**EXTRACTED ENTRIES**:
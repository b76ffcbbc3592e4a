use std::fmt;

use crate::exit_codes::EXIT_FAILURE;

/// Exception codes carried by a failed remote call.
#[derive(Debug, Clone, Copy, PartialEq, Eq)]
#[repr(i32)]
pub enum ExceptionCode {
    None = 0,
    Security = -1,
    BadParcelable = -2,
    IllegalArgument = -3,
    NullPointer = -4,
    IllegalState = -5,
    NetworkMainThread = -6,
    UnsupportedOperation = -7,
    ServiceSpecific = -8,
    TransactionFailed = -129,
}

impl ExceptionCode {
    pub fn from_code(code: i32) -> Option<Self> {
        Some(match code {
            0 => Self::None,
            -1 => Self::Security,
            -2 => Self::BadParcelable,
            -3 => Self::IllegalArgument,
            -4 => Self::NullPointer,
            -5 => Self::IllegalState,
            -6 => Self::NetworkMainThread,
            -7 => Self::UnsupportedOperation,
            -8 => Self::ServiceSpecific,
            -129 => Self::TransactionFailed,
            _ => return None,
        })
    }

    pub fn code(self) -> i32 {
        self as i32
    }

    pub fn as_str(self) -> &'static str {
        match self {
            Self::None => "EX_NONE",
            Self::Security => "EX_SECURITY",
            Self::BadParcelable => "EX_BAD_PARCELABLE",
            Self::IllegalArgument => "EX_ILLEGAL_ARGUMENT",
            Self::NullPointer => "EX_NULL_POINTER",
            Self::IllegalState => "EX_ILLEGAL_STATE",
            Self::NetworkMainThread => "EX_NETWORK_MAIN_THREAD",
            Self::UnsupportedOperation => "EX_UNSUPPORTED_OPERATION",
            Self::ServiceSpecific => "EX_SERVICE_SPECIFIC",
            Self::TransactionFailed => "EX_TRANSACTION_FAILED",
        }
    }
}

/// Failure status of a remote call.
///
/// A successful call is represented as `Ok(..)`; this type only ever
/// describes a failure.
#[derive(Debug, Clone, PartialEq, Eq)]
pub struct RpcStatus {
    exception: i32,
    message: String,
}

impl RpcStatus {
    pub fn new(exception: i32, message: impl Into<String>) -> Self {
        Self {
            exception,
            message: message.into(),
        }
    }

    pub fn from_exception(exception: ExceptionCode, message: impl Into<String>) -> Self {
        Self::new(exception.code(), message)
    }

    pub fn transaction_failed(message: impl Into<String>) -> Self {
        Self::from_exception(ExceptionCode::TransactionFailed, message)
    }

    /// Turns a raw `(exception, message)` pair into a call result.
    pub fn check(exception: i32, message: impl Into<String>) -> Result<(), Self> {
        if exception == ExceptionCode::None.code() {
            Ok(())
        } else {
            Err(Self::new(exception, message))
        }
    }

    pub fn exception_code(&self) -> i32 {
        self.exception
    }

    pub fn kind(&self) -> Option<ExceptionCode> {
        ExceptionCode::from_code(self.exception)
    }

    pub fn message(&self) -> &str {
        &self.message
    }

    /// Exit code for a process that ends because of this failure.
    ///
    /// The exception code is propagated as is; a failure that carries no
    /// exception code still exits non-zero.
    pub fn exit_code(&self) -> i32 {
        if self.exception == ExceptionCode::None.code() {
            EXIT_FAILURE
        } else {
            self.exception
        }
    }
}

impl fmt::Display for RpcStatus {
    fn fmt(&self, f: &mut fmt::Formatter<'_>) -> fmt::Result {
        match self.kind() {
            Some(kind) => write!(
                f,
                "Status({}, {}): '{}'",
                self.exception,
                kind.as_str(),
                self.message
            ),
            None => write!(f, "Status({}): '{}'", self.exception, self.message),
        }
    }
}

impl std::error::Error for RpcStatus {}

**TASK OBJECTIVE**: The line containing "still exits non-zero." and every line after it, through the last one above, should be written out word for word.

**ANSWER BOX**:
    /// exception code still exits non-zero.
    pub fn exit_code(&self) -> i32 {
        if self.exception == ExceptionCode::None.code() {
            EXIT_FAILURE
        } else {
            self.exception
        }
    }
}

impl fmt::Display for RpcStatus {
    fn fmt(&self, f: &mut fmt::Formatter<'_>) -> fmt::Result {
        match self.kind() {
            Some(kind) => write!(
                f,
                "Status({}, {}): '{}'",
                self.exception,
                kind.as_str(),
                self.message
            ),
            None => write!(f, "Status({}): '{}'", self.exception, self.message),
        }
    }
}

impl std::error::Error for RpcStatus {}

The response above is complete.